日本のお墓の歴史
小さい頃からお盆やお彼岸になると、お墓参りにいくなど、私たちの身近なものであるお墓。
日本のお墓文化は、いつ頃から形づくられてきたのでしょうか。
古いお墓として、頭に浮かぶのが教科書で見た、
巨大な前方後円墳という方もいるとは思いますが、
お墓の始まりは特に形を持たないものだったようです。
旧石器時代、地面に穴を掘り遺体を埋める簡単なものがお墓の始まりとされています。
そこから、時代の流れにより、棺に納めたり、盛り土をするなど、形のあるものに変化していきます。

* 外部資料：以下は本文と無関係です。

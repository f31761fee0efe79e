//! Resource-type registry: which CloudFormation types can be drawn, and how.
//!
//! The registry is built once at startup and shared read-only. Adding a
//! drawable type means adding one row to `AWS_RESOURCES` and shipping the
//! icon under `<ICON_DIR>/<category>/<file>`.

use std::collections::HashMap;

/// Visual grouping of a resource type. Doubles as the icon subdirectory.
#[derive(Debug, Clone, Copy, PartialEq, Eq, Hash)]
pub enum Category {
    Network,
    Compute,
    Security,
    Database,
    Storage,
    Integration,
    Monitoring,
}

impl Category {
    #[must_use]
    pub fn as_str(self) -> &'static str {
        match self {
            Self::Network => "network",
            Self::Compute => "compute",
            Self::Security => "security",
            Self::Database => "database",
            Self::Storage => "storage",
            Self::Integration => "integration",
            Self::Monitoring => "management",
        }
    }
}

/// How one recognized resource type is drawn.
#[derive(Debug, Clone, Copy, PartialEq, Eq)]
pub struct ResourceKind {
    pub category: Category,
    /// Icon file name inside the category directory.
    pub icon: &'static str,
}

impl ResourceKind {
    /// Icon path relative to the icon root, e.g. `compute/lambda.png`.
    #[must_use]
    pub fn icon_path(&self) -> String {
        format!("{}/{}", self.category.as_str(), self.icon)
    }
}

const AWS_RESOURCES: &[(&str, Category, &str)] = &[
    // Network
    ("AWS::EC2::VPC", Category::Network, "vpc.png"),
    ("AWS::EC2::Subnet", Category::Network, "public-subnet.png"),
    ("AWS::ElasticLoadBalancingV2::LoadBalancer", Category::Network, "elastic-load-balancing.png"),
    ("AWS::Route53::RecordSet", Category::Network, "route-53.png"),
    // Compute
    ("AWS::EC2::Instance", Category::Compute, "ec2.png"),
    ("AWS::Lambda::Function", Category::Compute, "lambda.png"),
    ("AWS::ECS::Cluster", Category::Compute, "elastic-container-service.png"),
    ("AWS::ECS::Service", Category::Compute, "elastic-container-service-service.png"),
    ("AWS::ECS::TaskDefinition", Category::Compute, "elastic-container-service-container.png"),
    // Security
    ("AWS::EC2::SecurityGroup", Category::Security, "shield.png"),
    ("AWS::IAM::Role", Category::Security, "identity-and-access-management-iam-role.png"),
    ("AWS::SecurityHub::Hub", Category::Security, "security-hub.png"),
    // Database
    ("AWS::RDS::DBInstance", Category::Database, "rds.png"),
    ("AWS::DynamoDB::Table", Category::Database, "dynamodb.png"),
    // Storage
    ("AWS::S3::Bucket", Category::Storage, "simple-storage-service-s3.png"),
    // Integration
    ("AWS::SQS::Queue", Category::Integration, "simple-queue-service-sqs.png"),
    ("AWS::SNS::Topic", Category::Integration, "simple-notification-service-sns.png"),
    // Monitoring
    ("AWS::CloudWatch::Alarm", Category::Monitoring, "cloudwatch.png"),
];

/// Lookup table from resource type string to [`ResourceKind`].
#[derive(Debug, Clone)]
pub struct ResourceRegistry {
    kinds: HashMap<&'static str, ResourceKind>,
}

impl ResourceRegistry {
    /// Registry of the AWS resource types this service can draw.
    #[must_use]
    pub fn aws() -> Self {
        let kinds = AWS_RESOURCES
            .iter()
            .map(|&(resource_type, category, icon)| (resource_type, ResourceKind { category, icon }))
            .collect();
        Self { kinds }
    }

    #[must_use]
    pub fn get(&self, resource_type: &str) -> Option<ResourceKind> {
        self.kinds.get(resource_type).copied()
    }

    /// Every drawable kind, in no particular order.
    pub fn kinds(&self) -> impl Iterator<Item = ResourceKind> + '_ {
        self.kinds.values().copied()
    }
}

impl Default for ResourceRegistry {
    fn default() -> Self {
        Self::aws()
    }
}

#[cfg(test)]
#[path = "registry_test.rs"]
mod tests;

その後、権力者の力の誇示を目的とした古墳がつくられるようになりますが、
広い土地が必要な古墳は日本には適さず、お墓が小スペースで済む、
火葬してから埋葬する方式が普及していきます。
戦国時代になると、中国から位牌と戒名の習慣が伝えられました。
そして、キリスト教が禁じられる江戸時代には、全ての日本人がお寺に所属し、
一般的な仏教式のお墓を建てるようになったとされています。
その後、現代では宗教にとらわれずお墓を選択することができるようになり、
キリスト教式のお墓やデザイン墓などが多く採用されています。
また、都心などの墓地不足、後継者不足などの問題から、
永代供養墓や納骨堂形式のお墓も増えてきています。
さらに一緒にお墓に入る組み合わせも、友人同士・兄弟姉妹同士など、
今までにないさまざまなスタイルのお墓が確立されています。